Está demostrado que
los desastres naturales, inevitables en sí mismos, se convierten en
catástrofes sociales debido a las grandes desigualdades sociales y al
desmantelamiento de la capacidad de respuesta del Estado, ambos
fenómenos resultado directo de la lógica con que opera el sistema
económico vigente. Así, fenómenos como sismos, huracanes, inundaciones o
sequías, tienen efectos particularmente devastadores sobre los sectores
de la población que ya se encontraban en una situación de
vulnerabilidad, y no es distinto lo que ocurre durante la crisis
sanitaria causada por la enfermedad Covid-19.

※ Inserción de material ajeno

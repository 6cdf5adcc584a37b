//! Mock text generator.

use async_trait::async_trait;
use chat_core::{GenerationRequest, ServiceError, TextGenerator};
use tokio::sync::Mutex;

/// Returns a fixed completion and records every request.
///
/// With no completion configured, every call fails.
#[derive(Debug, Default)]
pub struct CannedGenerator {
    reply: Option<String>,
    requests: Mutex<Vec<GenerationRequest>>,
}

impl CannedGenerator {
    pub fn new(reply: impl Into<String>) -> Self {
        Self {
            reply: Some(reply.into()),
            requests: Mutex::new(Vec::new()),
        }
    }

    /// A generator whose backend is always down.
    pub fn failing() -> Self {
        Self::default()
    }

    /// Requests received so far.
    pub async fn requests(&self) -> Vec<GenerationRequest> {
        self.requests.lock().await.clone()
    }
}

#[async_trait]
impl TextGenerator for CannedGenerator {
    async fn generate(&self, request: GenerationRequest) -> Result<String, ServiceError> {
        self.requests.lock().await.push(request);
        self.reply
            .clone()
            .ok_or_else(|| ServiceError::Network("generation backend unavailable".to_string()))
    }
}
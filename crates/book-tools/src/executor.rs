//! FunctionDispatcher implementation backed by ToolRegistry.

use std::sync::Arc;
use std::time::{Duration, Instant};

use async_trait::async_trait;
use chat_core::{
    tool_result, FunctionCallRecord, FunctionDispatcher, ProgressEvent, ProgressSink, ToolCall,
    ToolStatus,
};
use indexmap::IndexMap;
use serde_json::{json, Value};
use tokio::sync::Mutex;
use tokio::time::timeout;
use tracing::{info, warn};

use crate::error::ToolError;
use crate::function::BookFunction;
use crate::registry::ToolRegistry;
use crate::tool::{ToolArgs, ToolOutput};

/// Default maximum entries in the result cache before LRU eviction.
const DEFAULT_MAX_CACHE_ENTRIES: usize = 5000;

#[derive(Debug, Clone)]
pub struct ToolPolicy {
    pub timeout: Option<Duration>,
    pub cache_ttl: Option<Duration>,
    /// Maximum entries in the result cache before LRU eviction.
    pub max_cache_entries: usize,
}

impl Default for ToolPolicy {
    fn default() -> Self {
        Self {
            timeout: None,
            cache_ttl: None,
            max_cache_entries: DEFAULT_MAX_CACHE_ENTRIES,
        }
    }
}

impl ToolPolicy {
    pub fn with_timeout(mut self, timeout: Duration) -> Self {
        self.timeout = Some(timeout);
        self
    }

    pub fn with_cache_ttl(mut self, ttl: Duration) -> Self {
        self.cache_ttl = Some(ttl);
        self
    }

    pub fn with_max_cache_entries(mut self, max: usize) -> Self {
        self.max_cache_entries = max;
        self
    }
}

struct CacheEntry {
    inserted_at: Instant,
    result: Value,
}

/// Dispatches model-requested calls to the registry.
///
/// Every call produces a [`FunctionCallRecord`]: unknown names become
/// `function_not_found`, bad arguments, handler errors and timeouts become
/// `error` with the function's empty payload.
pub struct ToolDispatcher {
    registry: Arc<ToolRegistry>,
    policy: ToolPolicy,
    /// Result cache with LRU eviction (IndexMap preserves insertion order).
    cache: Mutex<IndexMap<String, CacheEntry>>,
}

impl ToolDispatcher {
    pub fn new(registry: ToolRegistry) -> Self {
        Self::with_policy(registry, ToolPolicy::default())
    }

    pub fn with_policy(registry: ToolRegistry, policy: ToolPolicy) -> Self {
        Self::from_shared(Arc::new(registry), policy)
    }

    pub fn from_shared(registry: Arc<ToolRegistry>, policy: ToolPolicy) -> Self {
        Self {
            registry,
            policy,
            cache: Mutex::new(IndexMap::new()),
        }
    }

    /// Like [`ToolDispatcher::with_policy`], but refuses a registry with
    /// missing handlers.
    pub fn validated(registry: ToolRegistry, policy: ToolPolicy) -> Result<Self, ToolError> {
        registry.validate()?;
        Ok(Self::with_policy(registry, policy))
    }

    pub fn registry(&self) -> &ToolRegistry {
        self.registry.as_ref()
    }

    pub fn policy(&self) -> &ToolPolicy {
        &self.policy
    }

    fn cache_key(function: BookFunction, args: &Value) -> String {
        // serde_json's default map is ordered, so equal arguments serialize equally.
        format!("{}|{}", function, args)
    }

    async fn try_cache(&self, function: BookFunction, args: &Value) -> Option<Value> {
        let ttl = self.policy.cache_ttl?;
        if !function.is_cacheable() {
            return None;
        }
        let key = Self::cache_key(function, args);
        let mut cache = self.cache.lock().await;

        // Move to end if exists (LRU behavior) and check expiry
        let entry = cache.shift_remove(&key)?;
        if entry.inserted_at.elapsed() > ttl {
            return None;
        }
        let result = entry.result.clone();
        cache.insert(key, entry);
        Some(result)
    }

    async fn store_cache(&self, function: BookFunction, args: &Value, output: &ToolOutput) {
        if self.policy.cache_ttl.is_none() || !function.is_cacheable() || !output.is_success() {
            return;
        }
        let key = Self::cache_key(function, args);
        let mut cache = self.cache.lock().await;

        cache.shift_remove(&key);
        cache.insert(
            key,
            CacheEntry {
                inserted_at: Instant::now(),
                result: output.clone().into_result(),
            },
        );

        // LRU eviction: remove oldest entries if we exceed max
        while cache.len() > self.policy.max_cache_entries {
            cache.shift_remove_index(0);
        }
    }

    fn failure(function: BookFunction, message: impl Into<String>) -> Value {
        let mut payload = function.empty_payload();
        if let Value::Object(ref mut fields) = payload {
            fields.insert("message".to_string(), json!(message.into()));
        }
        tool_result(ToolStatus::Error, payload)
    }

    async fn run_tool(
        &self,
        function: BookFunction,
        arguments: &Value,
        sink: &dyn ProgressSink,
    ) -> Value {
        if let Some(cached) = self.try_cache(function, arguments).await {
            info!("Tool '{}' answered from cache", function);
            return cached;
        }

        let args = ToolArgs::from_value(arguments);
        let execute_future = self.registry.execute_function(function, args, sink);

        let outcome = match self.policy.timeout {
            Some(timeout_duration) => match timeout(timeout_duration, execute_future).await {
                Ok(result) => result,
                Err(_) => {
                    warn!("Tool '{}' timed out after {:?}", function, timeout_duration);
                    return Self::failure(function, "Tool execution timed out");
                }
            },
            None => execute_future.await,
        };

        match outcome {
            Ok(output) => {
                self.store_cache(function, arguments, &output).await;
                output.into_result()
            }
            Err(error) => {
                warn!("Tool '{}' failed: {}", function, error);
                Self::failure(function, error.to_string())
            }
        }
    }
}

#[async_trait]
impl FunctionDispatcher for ToolDispatcher {
    async fn dispatch(&self, call: &ToolCall, sink: &dyn ProgressSink) -> FunctionCallRecord {
        let parsed: Result<Value, _> = serde_json::from_str(&call.arguments);

        let Some(function) = BookFunction::from_name(&call.name) else {
            warn!("Model requested unknown function '{}'", call.name);
            return FunctionCallRecord {
                name: call.name.clone(),
                arguments: parsed.unwrap_or_else(|_| Value::String(call.arguments.clone())),
                result: tool_result(ToolStatus::FunctionNotFound, Value::Null),
            };
        };

        sink.emit(ProgressEvent::progress(
            format!("Processing {}...", function.progress_kind()),
            function.progress_kind(),
            function.icon(),
        ))
        .await;

        let (arguments, result) = match parsed {
            Ok(arguments) => {
                let result = self.run_tool(function, &arguments, sink).await;
                (arguments, result)
            }
            Err(error) => {
                warn!("Invalid arguments for '{}': {}", function, error);
                (
                    Value::String(call.arguments.clone()),
                    Self::failure(function, format!("Invalid arguments: {}", error)),
                )
            }
        };

        let record = FunctionCallRecord {
            name: call.name.clone(),
            arguments,
            result,
        };
        info!(
            "Dispatched '{}' -> {}",
            record.name,
            record.status().unwrap_or("unknown")
        );
        record
    }
}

En este sentido, la pandemia en curso se ha vuelto catastrófica para
uno de los grupos de mayor vulnerabilidad: el de los migrantes
indocumentados que se encuentran en Estados Unidos. Como es sabido, los
entre 10 y 12 millones de personas que viven en territorio estadunidense
–sin los papeles necesarios para acreditar su residencia legal– han
experimentado unas condiciones tan difíciles como paradójicas, pues, al
mismo tiempo que pagan impuestos y contribuyen al desarrollo de sus
comunidades, sufren abusos laborales sistemáticos, se ven impedidas de
usar servicios de salud, obligadas a llevar existencias semiclandestinas
por temor a la deportación, y se encuentran expuestas a padecer todo
tipo de arbitrariedades por parte de agencias gubernamentales. Todos
estos males que se han exacerbado de manera tan deliberada como inhumana
desde que Donald Trump llegó a la Casa Blanca hace poco más de tres
años.
En este contexto tan adverso, los migrantes sufren los estragos de la
pandemia en, al menos, cuatro maneras específicas. En primer lugar,
como ya se dijo, porque su estatus les impide acceder a los servicios
médicos por la doble vía de la falta de cobertura y del miedo a ser
detectados y arrestados al solicitar asistencia. Segundo, porque los
alrededor de 40 mil migrantes que se encuentran en los centros de
detención del Servicio de Inmigración (ICE, por sus siglas en inglés)
están expuestos al contagio debido a las condiciones de hacinamiento
imperantes en dichas instalaciones, muchas de las cuales carecen de la
infraestructura mínima para detectar de manera oportuna los casos
probables y para tratar a los pacientes. A mediados de la semana pasada
ya había 32 casos confirmados entre los internos, y 11 entre el personal
que labora en las prisiones.
Además, la administración de Trump ha usado la emergencia como
pretexto para acelerar su política de deportaciones masivas, las cuales
ya se realizaban en flagrante violación al derecho internacional, y que
hoy tienen lugar ignorando también cualquier protocolo sanitario para la
contención de la pandemia. Sólo entre el 21 de marzo y el 9 de abril,
la oficina de Aduanas y Protección Fronteriza (CBP) estadunidense
deportó
de manera sumariaa más de 10 mil personas que ingresaron a su territorio, sin tomar medida alguna de prevención epidemiológica. Para colmo, los trabajadores indocumentados enfrentan una aguda precariedad laboral que los convierte en las primeras víctimas de la ola de despidos causada por la parálisis económica que es efecto indeseable, pero ineludible, de las medidas de aislamiento para frenar la propagación del coronavirus SARS-Cov-2.
En tanto, resulta casi impensable un gesto de empatía por parte del
gobierno de Trump para aliviar la situación de los migrantes en esta
coyuntura, entonces cabe llamar a que las autoridades mexicanas se
movilicen para defender los derechos de los paisanos que, debe
recordarse, conforman casi la mitad de la población estadunidense
indocumentada, así como para recibir en las mejores condiciones posibles
a quienes son retornados de manera forzosa a este lado de la frontera.